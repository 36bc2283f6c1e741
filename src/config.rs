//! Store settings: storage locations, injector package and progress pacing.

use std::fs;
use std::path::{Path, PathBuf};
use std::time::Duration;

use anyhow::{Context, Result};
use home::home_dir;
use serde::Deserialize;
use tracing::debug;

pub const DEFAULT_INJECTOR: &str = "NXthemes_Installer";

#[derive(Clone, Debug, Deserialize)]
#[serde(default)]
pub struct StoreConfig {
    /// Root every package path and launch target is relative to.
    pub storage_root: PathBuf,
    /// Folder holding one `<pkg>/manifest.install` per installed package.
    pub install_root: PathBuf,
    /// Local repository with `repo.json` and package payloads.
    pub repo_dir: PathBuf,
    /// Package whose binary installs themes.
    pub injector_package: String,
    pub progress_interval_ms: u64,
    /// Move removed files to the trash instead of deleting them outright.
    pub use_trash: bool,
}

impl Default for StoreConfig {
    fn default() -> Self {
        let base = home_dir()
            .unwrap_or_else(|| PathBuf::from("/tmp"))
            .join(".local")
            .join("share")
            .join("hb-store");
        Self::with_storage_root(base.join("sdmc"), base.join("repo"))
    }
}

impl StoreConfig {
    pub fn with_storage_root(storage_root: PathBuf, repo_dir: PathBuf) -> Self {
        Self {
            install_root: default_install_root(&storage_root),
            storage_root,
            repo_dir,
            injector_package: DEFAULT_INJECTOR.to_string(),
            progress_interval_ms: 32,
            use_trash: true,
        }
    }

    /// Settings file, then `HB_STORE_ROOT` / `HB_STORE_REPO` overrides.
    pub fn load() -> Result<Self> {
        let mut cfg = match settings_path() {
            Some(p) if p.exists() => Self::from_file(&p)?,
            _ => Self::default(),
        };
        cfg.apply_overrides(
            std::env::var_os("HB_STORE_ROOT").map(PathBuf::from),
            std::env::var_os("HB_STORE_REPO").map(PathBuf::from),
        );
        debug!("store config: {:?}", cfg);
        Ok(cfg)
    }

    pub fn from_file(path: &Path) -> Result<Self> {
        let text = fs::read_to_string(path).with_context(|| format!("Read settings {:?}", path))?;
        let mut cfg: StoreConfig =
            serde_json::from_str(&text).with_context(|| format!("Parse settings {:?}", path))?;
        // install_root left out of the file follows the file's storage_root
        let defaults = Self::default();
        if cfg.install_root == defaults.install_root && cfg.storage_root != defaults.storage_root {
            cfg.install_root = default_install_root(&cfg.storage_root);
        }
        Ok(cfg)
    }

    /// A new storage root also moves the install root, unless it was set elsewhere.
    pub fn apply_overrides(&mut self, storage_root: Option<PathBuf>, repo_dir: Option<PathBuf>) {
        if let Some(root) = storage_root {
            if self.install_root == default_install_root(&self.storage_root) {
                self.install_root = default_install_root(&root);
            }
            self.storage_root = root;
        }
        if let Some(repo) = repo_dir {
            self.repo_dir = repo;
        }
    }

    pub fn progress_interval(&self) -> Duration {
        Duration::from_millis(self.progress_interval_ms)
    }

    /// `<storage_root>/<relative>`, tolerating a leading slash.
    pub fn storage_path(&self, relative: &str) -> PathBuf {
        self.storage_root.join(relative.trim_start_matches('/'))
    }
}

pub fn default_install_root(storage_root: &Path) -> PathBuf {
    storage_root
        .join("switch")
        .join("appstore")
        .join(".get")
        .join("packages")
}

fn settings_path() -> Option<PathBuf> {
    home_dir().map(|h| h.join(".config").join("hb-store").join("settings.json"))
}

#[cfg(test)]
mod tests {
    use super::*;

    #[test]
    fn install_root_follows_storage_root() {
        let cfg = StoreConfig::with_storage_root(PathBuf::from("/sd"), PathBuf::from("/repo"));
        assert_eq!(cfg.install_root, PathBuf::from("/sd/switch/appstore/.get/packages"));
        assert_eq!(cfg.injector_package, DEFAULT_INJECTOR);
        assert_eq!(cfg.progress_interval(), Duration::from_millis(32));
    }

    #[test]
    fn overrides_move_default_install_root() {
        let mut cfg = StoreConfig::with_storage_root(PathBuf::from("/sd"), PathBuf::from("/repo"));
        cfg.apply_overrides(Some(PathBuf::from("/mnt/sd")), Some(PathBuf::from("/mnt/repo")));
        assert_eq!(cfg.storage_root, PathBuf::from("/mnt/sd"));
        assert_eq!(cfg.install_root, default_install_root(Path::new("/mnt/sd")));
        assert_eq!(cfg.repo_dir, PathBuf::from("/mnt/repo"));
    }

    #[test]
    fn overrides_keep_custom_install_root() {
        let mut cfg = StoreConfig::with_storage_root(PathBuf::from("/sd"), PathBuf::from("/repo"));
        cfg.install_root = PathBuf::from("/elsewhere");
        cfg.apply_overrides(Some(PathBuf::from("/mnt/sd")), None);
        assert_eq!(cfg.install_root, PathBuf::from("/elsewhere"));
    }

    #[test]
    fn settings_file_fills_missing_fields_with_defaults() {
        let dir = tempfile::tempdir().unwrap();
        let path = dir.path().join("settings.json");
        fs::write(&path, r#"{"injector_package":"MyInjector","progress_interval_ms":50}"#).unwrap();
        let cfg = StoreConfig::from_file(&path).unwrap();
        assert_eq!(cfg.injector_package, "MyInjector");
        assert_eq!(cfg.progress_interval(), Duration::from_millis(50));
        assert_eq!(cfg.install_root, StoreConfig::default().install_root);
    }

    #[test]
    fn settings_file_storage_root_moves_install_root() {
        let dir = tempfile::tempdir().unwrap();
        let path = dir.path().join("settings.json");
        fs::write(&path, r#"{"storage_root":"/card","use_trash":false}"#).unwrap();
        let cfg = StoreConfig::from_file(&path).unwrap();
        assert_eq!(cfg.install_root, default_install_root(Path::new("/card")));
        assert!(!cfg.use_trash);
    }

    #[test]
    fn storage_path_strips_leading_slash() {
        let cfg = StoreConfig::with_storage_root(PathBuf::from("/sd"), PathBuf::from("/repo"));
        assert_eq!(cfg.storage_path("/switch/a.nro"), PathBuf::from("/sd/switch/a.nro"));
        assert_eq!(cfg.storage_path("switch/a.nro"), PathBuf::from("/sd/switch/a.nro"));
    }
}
··········
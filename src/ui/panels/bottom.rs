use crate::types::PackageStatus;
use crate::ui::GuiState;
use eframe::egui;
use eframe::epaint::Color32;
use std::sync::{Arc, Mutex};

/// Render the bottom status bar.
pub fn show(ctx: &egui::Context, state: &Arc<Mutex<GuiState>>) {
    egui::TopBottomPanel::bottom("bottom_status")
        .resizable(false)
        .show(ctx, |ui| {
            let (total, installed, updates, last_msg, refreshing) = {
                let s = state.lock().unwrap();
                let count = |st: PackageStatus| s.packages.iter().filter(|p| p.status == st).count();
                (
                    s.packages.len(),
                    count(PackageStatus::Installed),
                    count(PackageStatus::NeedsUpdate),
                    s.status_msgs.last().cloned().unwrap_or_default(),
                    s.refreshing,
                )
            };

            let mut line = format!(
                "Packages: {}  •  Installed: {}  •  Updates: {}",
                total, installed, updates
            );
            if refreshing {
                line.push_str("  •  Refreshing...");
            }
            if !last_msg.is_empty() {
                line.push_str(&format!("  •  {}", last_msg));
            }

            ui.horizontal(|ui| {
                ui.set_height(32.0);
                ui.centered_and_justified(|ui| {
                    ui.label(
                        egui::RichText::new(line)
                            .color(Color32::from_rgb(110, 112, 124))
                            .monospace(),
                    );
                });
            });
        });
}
··········
- INSTRUCTIONS TO FOLLOW
Where a line in the records above contains the string "bottom", return that line.

- OUTPUT FOR THIS TASK
filename src/ui/panels/bottom.rs
/// Render the bottom status bar.
    egui::TopBottomPanel::bottom("bottom_status")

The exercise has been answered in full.